To gain competitive advantage an SOE must rely on network effect (the friendliness and utility of its interface to attract maximum users) since the data it provides resides in SORs and is shared with other SOEs. The result is today’s modern enterprise stack where SOEs reside atop SORs.
The disruptive core of Systems of Intelligence is that there is emerging a middle layer, the SOI layer that enhances the value of the SORs by adding data from multiple, sometimes external sources, or adding previously unseen insight through the addition of ML/AI.
The ability to bridge multiple SORs makes these applications more defensible against the internal capabilities of an SAP or a PeopleSoft, and adding value from external data sources (for example web logs to produce web analytics) makes their moat even wider.
Of course the ability to add value to multiple data sources relies on the value add from ML/AI.
What Do These SOI Opportunities Look Like
First of all it should be evident that this is a horizontal strategy that applies to enterprise platforms. Horizontal strategies are those that represent solutions that can be repurposed across multiple industries.
But unlike the broad horizontal strategy that requires the user/customer to adapt the solution to the specific use case requiring more effort than they are likely to want to apply, the SOI strategy most likely results in a fairly complete standardized application (full stack) around a specific set of processes. The assumption is that these are sufficiently similar across industries that adaptation and configuration can be accomplished through repeatable processes. Chen offers these three potential scenarios:
- Customer facing applications around the customer journey.
- Employee facing applications like HCM.
- ITSM, financials, or infrastructure systems like security, compute/ storage/ networking, and monitoring/ management.

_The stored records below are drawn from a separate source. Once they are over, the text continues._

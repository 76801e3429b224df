//! Item records stored inside a profile.
//!
//! These types mirror the decrypted payload of a profile file: a flat
//! list of credential items, each with overview data (title, category,
//! URLs) and a detail block (fields, sections, notes).  The browsing
//! core treats them as read-only values.

use std::fmt;

use serde::{Deserialize, Serialize};

/// The reserved designation marking the field whose value is copied to
/// the clipboard when an item is chosen.
pub const PASSWORD_DESIGNATION: &str = "password";

/// Item category.
///
/// The derived `Ord` follows declaration order, which is the ascending
/// category order used when sorting the item list.
#[derive(
    Debug, Clone, Copy, PartialEq, Eq, PartialOrd, Ord, Serialize, Deserialize, Default,
)]
#[serde(rename_all = "snake_case")]
pub enum Category {
    Login,
    Password,
    SecureNote,
    CreditCard,
    Identity,
    BankAccount,
    Membership,
    Server,
    #[default]
    Other,
}

impl fmt::Display for Category {
    fn fmt(&self, f: &mut fmt::Formatter<'_>) -> fmt::Result {
        let label = match self {
            Category::Login => "Login",
            Category::Password => "Password",
            Category::SecureNote => "Secure Note",
            Category::CreditCard => "Credit Card",
            Category::Identity => "Identity",
            Category::BankAccount => "Bank Account",
            Category::Membership => "Membership",
            Category::Server => "Server",
            Category::Other => "Other",
        };
        f.write_str(label)
    }
}

/// Whether a field value is plain text or must be masked in display.
#[derive(Debug, Clone, Copy, PartialEq, Eq, Serialize, Deserialize, Default)]
#[serde(rename_all = "snake_case")]
pub enum FieldKind {
    #[default]
    Text,
    Concealed,
}

/// A top-level field of an item's detail block.
///
/// Top-level fields carry their kind under the `type` key, while
/// section fields use `kind` — the two shapes are kept as separate
/// structs rather than papered over.
#[derive(Debug, Clone, Default, Serialize, Deserialize)]
pub struct Field {
    /// Semantic tag, e.g. "username" or "password". May be empty.
    #[serde(default)]
    pub designation: String,

    #[serde(rename = "type", default)]
    pub kind: FieldKind,

    #[serde(default)]
    pub title: String,

    #[serde(default)]
    pub value: String,
}

/// A field scoped to a named section.
#[derive(Debug, Clone, Default, Serialize, Deserialize)]
pub struct SectionField {
    #[serde(default)]
    pub title: String,

    #[serde(default)]
    pub kind: FieldKind,

    #[serde(default)]
    pub value: String,
}

/// A named group of section fields.
#[derive(Debug, Clone, Default, Serialize, Deserialize)]
pub struct Section {
    #[serde(default)]
    pub title: String,

    #[serde(default)]
    pub fields: Vec<SectionField>,
}

/// The detail block of an item: fields, sections, and free-form notes.
#[derive(Debug, Clone, Default, Serialize, Deserialize)]
pub struct Detail {
    #[serde(default)]
    pub fields: Vec<Field>,

    #[serde(default)]
    pub sections: Vec<Section>,

    #[serde(default)]
    pub notes: String,
}

/// A labeled URL attached to an item.
#[derive(Debug, Clone, Default, Serialize, Deserialize)]
pub struct UrlEntry {
    #[serde(default)]
    pub label: String,

    #[serde(default)]
    pub url: String,
}

/// One stored credential item.
#[derive(Debug, Clone, Default, Serialize, Deserialize)]
pub struct ItemRecord {
    #[serde(default)]
    pub title: String,

    #[serde(default)]
    pub category: Category,

    /// Trashed items sort to the bottom and carry a `[Deleted]` marker.
    #[serde(default)]
    pub trashed: bool,

    #[serde(default)]
    pub urls: Vec<UrlEntry>,

    /// One-line synopsis shown next to the title in list rows
    /// (typically the account name or email).
    #[serde(default)]
    pub info: String,

    #[serde(default)]
    pub detail: Detail,
}
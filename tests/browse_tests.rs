//! End-to-end tests for the unlock-and-browse workflow, run against
//! real profile files on disk.  The interactive prompts are replaced
//! by scripted closures through the same seams `main` uses.

use tempfile::TempDir;
use zeroize::Zeroizing;

use vaultpick::browse::{
    build_catalog, compact_row, detail_view, extract_secret, matches, select_profile,
    unlock_with_retry,
};
use vaultpick::crypto::KdfParams;
use vaultpick::vault::{
    create_profile, Category, Detail, Field, FieldKind, ItemRecord, UrlEntry, Vault,
};

fn test_kdf() -> KdfParams {
    KdfParams {
        memory_kib: 8_192,
        iterations: 1,
        parallelism: 1,
    }
}

fn login(title: &str, url: &str, username: &str, password: &str) -> ItemRecord {
    ItemRecord {
        title: title.into(),
        category: Category::Login,
        urls: vec![UrlEntry {
            label: String::new(),
            url: url.into(),
        }],
        info: username.into(),
        detail: Detail {
            fields: vec![
                Field {
                    designation: "username".into(),
                    kind: FieldKind::Text,
                    title: "username".into(),
                    value: username.into(),
                },
                Field {
                    designation: "password".into(),
                    kind: FieldKind::Concealed,
                    title: "password".into(),
                    value: password.into(),
                },
            ],
            ..Detail::default()
        },
        ..ItemRecord::default()
    }
}

fn note(title: &str, notes: &str, trashed: bool) -> ItemRecord {
    ItemRecord {
        title: title.into(),
        category: Category::SecureNote,
        trashed,
        detail: Detail {
            notes: notes.into(),
            ..Detail::default()
        },
        ..ItemRecord::default()
    }
}

fn fixture_vault(dir: &TempDir) -> Vault {
    let items = vec![
        note("Wifi codes", "front desk\r\nback office", false),
        login("GitHub", "https://github.com/login", "bob", "gh-s3cret"),
        note("Old ideas", "scrapped", true),
        login("Mail", "https://mail.example.com", "bob@example.com", "mail-pw"),
    ];
    create_profile(
        dir.path(),
        "default",
        "the usual",
        b"open sesame",
        &items,
        Some(&test_kdf()),
    )
    .unwrap();
    Vault::open(dir.path()).unwrap()
}

// ---------------------------------------------------------------------------
// Full session: unlock on first try, browse, extract
// ---------------------------------------------------------------------------

#[test]
fn first_try_unlock_browses_without_warnings() {
    let dir = TempDir::new().unwrap();
    let vault = fixture_vault(&dir);

    // Single profile is selected automatically, no chooser involved.
    let name = select_profile(&vault).unwrap();
    assert_eq!(name, "default");

    let profile = vault.profile(&name).unwrap();
    let mut warnings = 0;
    let unlocked = unlock_with_retry(
        &profile,
        |_| Ok(Zeroizing::new("open sesame".to_string())),
        |_| warnings += 1,
    )
    .unwrap();
    assert_eq!(warnings, 0);

    let catalog = build_catalog(unlocked.items().unwrap(), false);

    // Ordering: logins first (category), trashed note last.
    let titles: Vec<&str> = catalog.iter().map(|d| d.record.title.as_str()).collect();
    assert_eq!(titles, vec!["GitHub", "Mail", "Wifi codes", "Old ideas"]);
    assert!(catalog.last().unwrap().record.trashed);

    // Narrow down to the GitHub login and copy its password.
    let hits: Vec<_> = catalog.iter().filter(|d| matches("github", d)).collect();
    assert_eq!(hits.len(), 1);
    assert_eq!(extract_secret(&hits[0].record), Some("gh-s3cret"));
}

#[test]
fn two_wrong_passphrases_then_success() {
    let dir = TempDir::new().unwrap();
    let vault = fixture_vault(&dir);
    let profile = vault.profile("default").unwrap();

    let script = ["guess one", "guess two", "open sesame"];
    let mut attempt = 0;
    let mut warnings = Vec::new();

    let unlocked = unlock_with_retry(
        &profile,
        |hint| {
            assert_eq!(hint, "the usual");
            let pw = script[attempt];
            attempt += 1;
            Ok(Zeroizing::new(pw.to_string()))
        },
        |msg| warnings.push(msg.to_string()),
    )
    .unwrap();

    assert_eq!(warnings.len(), 2);
    assert!(warnings.iter().all(|w| w.contains("wrong passphrase")));
    assert_eq!(unlocked.items().unwrap().len(), 4);
}

// ---------------------------------------------------------------------------
// Search and masking through a full session
// ---------------------------------------------------------------------------

#[test]
fn concealed_values_stay_out_of_search_and_display_by_default() {
    let dir = TempDir::new().unwrap();
    let vault = fixture_vault(&dir);
    let unlocked = vault
        .profile("default")
        .unwrap()
        .unlock(b"open sesame")
        .unwrap();

    let hidden = build_catalog(unlocked.items().unwrap(), false);
    assert!(hidden.iter().all(|d| !matches("gh-s3cret", d)));
    for item in &hidden {
        assert!(!detail_view(item).contains("gh-s3cret"));
    }

    let revealed = build_catalog(unlocked.items().unwrap(), true);
    assert!(revealed.iter().any(|d| matches("gh-s3cret", d)));
}

#[test]
fn rows_are_single_line_and_notes_keep_structure() {
    let dir = TempDir::new().unwrap();
    let vault = fixture_vault(&dir);
    let unlocked = vault
        .profile("default")
        .unwrap()
        .unlock(b"open sesame")
        .unwrap();

    let catalog = build_catalog(unlocked.items().unwrap(), false);
    let wifi = catalog
        .iter()
        .find(|d| d.record.title == "Wifi codes")
        .unwrap();

    assert!(!compact_row(wifi).contains('\n'));
    assert!(detail_view(wifi).contains("front desk\nback office"));
}

#[test]
fn item_without_password_field_extracts_nothing() {
    let dir = TempDir::new().unwrap();
    let vault = fixture_vault(&dir);
    let unlocked = vault
        .profile("default")
        .unwrap()
        .unlock(b"open sesame")
        .unwrap();

    let catalog = build_catalog(unlocked.items().unwrap(), false);
    let wifi = catalog
        .iter()
        .find(|d| d.record.title == "Wifi codes")
        .unwrap();

    assert_eq!(extract_secret(&wifi.record), None);
}
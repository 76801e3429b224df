//! Searchable single-select list on a raw terminal.
//!
//! The picker owns nothing about items: callers hand in a match
//! predicate plus row/detail render functions, and get back the index
//! of the chosen item in the original slice.  Filtering preserves the
//! slice order; typing narrows the list, arrows move the cursor,
//! Enter selects, Escape cancels.

use console::{style, Key, Term};

use crate::errors::{Result, VaultPickError};

/// Cursor marker in front of the hovered row.
const MARKER: &str = "\u{25b8}";

/// Run the picker and return the index of the chosen item, or `None`
/// if the user cancelled with Escape.
///
/// Renders to stderr like the other prompts, redrawing in place after
/// every key.  The predicate is invoked once per item per keystroke,
/// so it must be cheap.
pub fn pick<T>(
    prompt: &str,
    page_size: usize,
    items: &[T],
    matches: impl Fn(&str, &T) -> bool,
    row: impl Fn(&T) -> String,
    detail: impl Fn(&T) -> String,
) -> Result<Option<usize>> {
    let term = Term::stderr();
    if !term.is_term() {
        return Err(VaultPickError::PromptFailed(
            "item picker needs an interactive terminal".into(),
        ));
    }

    term.hide_cursor()?;
    let result = run_loop(&term, prompt, page_size, items, matches, row, detail);
    term.show_cursor()?;
    result
}

fn run_loop<T>(
    term: &Term,
    prompt: &str,
    page_size: usize,
    items: &[T],
    matches: impl Fn(&str, &T) -> bool,
    row: impl Fn(&T) -> String,
    detail: impl Fn(&T) -> String,
) -> Result<Option<usize>> {
    let mut query = String::new();
    let mut cursor = 0usize;
    let mut drawn = 0usize;

    loop {
        // Filter against the current query, keeping original order.
        let filtered: Vec<usize> = (0..items.len())
            .filter(|&idx| matches(&query, &items[idx]))
            .collect();
        if cursor >= filtered.len() {
            cursor = filtered.len().saturating_sub(1);
        }

        // Window of rows around the cursor.
        let start = if cursor < page_size {
            0
        } else {
            cursor + 1 - page_size
        };
        let end = (start + page_size).min(filtered.len());

        // Compose the full frame before touching the terminal.
        let mut lines = Vec::with_capacity(page_size + 4);
        lines.push(format!("{} {}", style(prompt).bold(), query));

        if filtered.is_empty() {
            lines.push(style("  (no matching items)").dim().to_string());
        }
        for (pos, &idx) in filtered[start..end].iter().enumerate() {
            let marker = if start + pos == cursor { MARKER } else { " " };
            lines.push(format!("{} {}", marker, row(&items[idx])));
        }
        if let Some(&idx) = filtered.get(cursor) {
            for line in detail(&items[idx]).split('\n') {
                lines.push(line.to_string());
            }
        }

        term.clear_last_lines(drawn)?;
        for line in &lines {
            term.write_line(line)?;
        }
        drawn = lines.len();

        match term.read_key()? {
            Key::ArrowUp => cursor = cursor.saturating_sub(1),
            Key::ArrowDown => {
                if cursor + 1 < filtered.len() {
                    cursor += 1;
                }
            }
            Key::Enter => {
                if let Some(&idx) = filtered.get(cursor) {
                    term.clear_last_lines(drawn)?;
                    return Ok(Some(idx));
                }
            }
            Key::Escape => {
                term.clear_last_lines(drawn)?;
                return Ok(None);
            }
            Key::Backspace => {
                query.pop();
                cursor = 0;
            }
            Key::Char(c) if !c.is_control() => {
                query.push(c);
                cursor = 0;
            }
            _ => {}
        }
    }
}
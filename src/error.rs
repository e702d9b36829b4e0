use crate::config::ConfigError;
use crate::telemetry::TelemetryError;
use axum::http::StatusCode;
use axum::response::{IntoResponse, Response};
use axum::Json;
use serde_json::json;
use std::fmt;

#[derive(Debug)]
pub enum AppError {
    Config(ConfigError),
    Telemetry(TelemetryError),
    Io(std::io::Error),
    Server(axum::Error),
    Json(serde_json::Error),
}

impl fmt::Display for AppError {
    fn fmt(&self, f: &mut fmt::Formatter<'_>) -> fmt::Result {
        match self {
            AppError::Config(err) => write!(f, "configuration error: {}", err),
            AppError::Telemetry(err) => write!(f, "telemetry error: {}", err),
            AppError::Io(err) => write!(f, "io error: {}", err),
            AppError::Server(err) => write!(f, "server error: {}", err),
            AppError::Json(err) => write!(f, "json error: {}", err),
        }
    }
}

impl std::error::Error for AppError {
    fn source(&self) -> Option<&(dyn std::error::Error + 'static)> {
        match self {
            AppError::Config(err) => Some(err),
            AppError::Telemetry(err) => Some(err),
            AppError::Io(err) => Some(err),
            AppError::Server(err) => Some(err),
            AppError::Json(err) => Some(err),
        }
    }
}

impl IntoResponse for AppError {
    fn into_response(self) -> Response {
        let status = match self {
            AppError::Json(_) => StatusCode::BAD_REQUEST,
            AppError::Config(_) | AppError::Telemetry(_) | AppError::Io(_) | AppError::Server(_) => {
                StatusCode::INTERNAL_SERVER_ERROR
            }
        };

        let body = Json(json!({ "error": self.to_string() }));
        (status, body).into_response()
    }
}

impl From<ConfigError> for AppError {
    fn from(value: ConfigError) -> Self {
        Self::Config(value)
    }
}

impl From<TelemetryError> for AppError {
    fn from(value: TelemetryError) -> Self {
        Self::Telemetry(value)
    }
}

impl From<std::io::Error> for AppError {
    fn from(value: std::io::Error) -> Self {
        Self::Io(value)
    }
}

impl From<axum::Error> for AppError {
    fn from(value: axum::Error) -> Self {
        Self::Server(value)
    }
}

impl From<serde_json::Error> for AppError {
    fn from(value: serde_json::Error) -> Self {
        Self::Json(value)
    }
}
use std::sync::Arc;

use chrono::{DateTime, Utc};
use tracing::debug;

use crate::config::VotingConfig;
use crate::contest::domain::{ParticipantId, RatingAggregate, UserId};
use crate::contest::store::{ParticipantStore, RatingStore, StoreError};

use super::card::VoteCard;
use super::domain::{
    HistoryKey, Rating, RatingAction, RatingHistoryEntry, RatingOutcome, RatingValue,
};

/// Error raised on the voting path.
///
/// `Write` means the idempotent upsert (or its history append) failed
/// after validation passed; retrying is safe because the write is keyed
/// on the (voter, participant) pair.
#[derive(Debug, thiserror::Error)]
pub enum VoteError {
    #[error("no signed-in voter")]
    Unauthenticated,
    #[error("voting is closed for this participant")]
    VotingClosed,
    #[error("rating {0} is outside the allowed scale")]
    InvalidRating(u8),
    #[error("no rating in progress (card state {0})")]
    NotVoting(&'static str),
    #[error("rating write failed: {0}")]
    Write(#[source] StoreError),
    #[error(transparent)]
    Store(#[from] StoreError),
}

/// Recompute the aggregate after one voter's write without the full
/// rating set: subtract the voter's own prior contribution (0 if none),
/// add the new one. First votes and revotes go through the same formula.
pub fn project(
    current: RatingAggregate,
    previous: Option<RatingValue>,
    value: RatingValue,
) -> RatingAggregate {
    let votes = if previous.is_some() {
        current.votes
    } else {
        current.votes + 1
    };
    let sum = current.average * current.votes as f64
        - previous.map(RatingValue::as_f64).unwrap_or(0.0)
        + value.as_f64();
    let average = if votes > 0 { sum / votes as f64 } else { 0.0 };
    RatingAggregate { average, votes }
}

/// Owns the one-vote-per-user invariant: every write funnels through the
/// store's upsert keyed on (voter, participant), and every write appends
/// a rating history row.
pub struct RatingEngine<S> {
    store: Arc<S>,
    config: VotingConfig,
}

impl<S> RatingEngine<S>
where
    S: RatingStore + ParticipantStore,
{
    pub fn new(store: Arc<S>, config: VotingConfig) -> Self {
        Self { store, config }
    }

    pub fn config(&self) -> &VotingConfig {
        &self.config
    }

    /// Cast a first vote or update an existing one. Validation runs in
    /// order (identity, scale, cohort) before any write; the returned
    /// outcome carries the locally recomputed aggregate so callers can
    /// render without a confirmatory read.
    pub fn cast_or_update(
        &self,
        voter: Option<&UserId>,
        participant_id: &ParticipantId,
        raw_value: u8,
        now: DateTime<Utc>,
    ) -> Result<RatingOutcome, VoteError> {
        let voter = voter.ok_or(VoteError::Unauthenticated)?;

        // Out-of-scale values are rejected before any store call.
        let value = RatingValue::try_new(raw_value, self.config.rating_bounds())
            .ok_or(VoteError::InvalidRating(raw_value))?;

        let participant = self.store.participant(participant_id)?;
        if !participant.is_open_for_voting() {
            return Err(VoteError::VotingClosed);
        }

        let previous = self.store.user_rating(voter, participant_id)?;
        let previous_value = previous.as_ref().map(|rating| rating.value);

        let aggregate = project(participant.aggregate(), previous_value, value);

        self.store
            .upsert_rating(Rating {
                voter: voter.clone(),
                participant: participant_id.clone(),
                value,
                rated_at: now,
            })
            .map_err(VoteError::Write)?;

        let action = if previous_value.is_some() {
            RatingAction::Update
        } else {
            RatingAction::Create
        };

        self.store
            .append_rating_history(RatingHistoryEntry {
                voter: voter.clone(),
                key: HistoryKey::Participant(participant_id.clone()),
                old_value: previous_value,
                new_value: value,
                action,
                recorded_at: now,
            })
            .map_err(VoteError::Write)?;

        debug!(
            participant = %participant_id.0,
            action = action.label(),
            votes = aggregate.votes,
            "rating recorded"
        );

        Ok(RatingOutcome {
            aggregate,
            previous: previous_value,
            action,
        })
    }

    /// The voter's own active rating, read by the stable pair key so
    /// every component observing the same pair sees the same value.
    pub fn current_user_rating(
        &self,
        voter: &UserId,
        participant_id: &ParticipantId,
    ) -> Result<Option<Rating>, VoteError> {
        Ok(self.store.user_rating(voter, participant_id)?)
    }

    /// Store-confirmed aggregate for one participant.
    pub fn aggregate(&self, participant_id: &ParticipantId) -> Result<RatingAggregate, VoteError> {
        Ok(self.store.participant(participant_id)?.aggregate())
    }

    /// Build the per-card view state for one viewer from store truth.
    pub fn card(
        &self,
        participant_id: &ParticipantId,
        voter: Option<&UserId>,
    ) -> Result<VoteCard, VoteError> {
        let participant = self.store.participant(participant_id)?;
        let own = match voter {
            Some(voter) => self.store.user_rating(voter, participant_id)?,
            None => None,
        };
        Ok(VoteCard::open(
            &participant,
            own.as_ref(),
            voter.is_some(),
            &self.config,
        ))
    }
}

The core capabilities are data blending and ML/AI analysis leading to predictive or even prescriptive actions. You could build these with modern advance analytic platforms like Alteryx, SAS, or SPSS, or simply write them in R or Python.
Of course the focus could be more narrowly a group of target companies across a more specialized industry like finance or construction. Here in addition to requiring process subject matter expertise, industry expertise would also be needed.
Does the Systems of Intelligence Strategy Provide a Defensible Moat?
It’s not clear that it does, at least without adding additional factors to the equation. One of the best discussions and criticisms of SOI comes from Gil Dibner, who self identifies as a venture investor.
The first issue that Dibner identifies is that any fast follower can recreate your product if your only advantage is expertise with ML/AI. Thanks to the open source ethos of ML/AI, none of that IP is truly proprietary.
It may be possible to achieve at least a temporary lead if the technical complexity of your solution is very high, especially in the developing arts of image, text, and speech. However, this advantage is not likely to last. AI is rapidly becoming a commodity.
There are some features that Dibner believes can add some defensibility at least in some cases. One is if the AI technology is extremely hard that we mentioned above.
Another is a variation on the Network Effect. Remember that the idea of network effect says that the value of the network becomes greater as the number of users increases. Generally this is fully exploited and no longer provides a moat.
However, Dibner envisions the possibility of Systems of Network Intelligence. He imagines a system that works across various parties in a supply chain where shared information across customers can be seen to add value.
Another possible moat he offers is the ability to integrate human-in-the-loop applications with the AI so that the resulting hybrid system learns more rapidly and more effectively than the AI alone.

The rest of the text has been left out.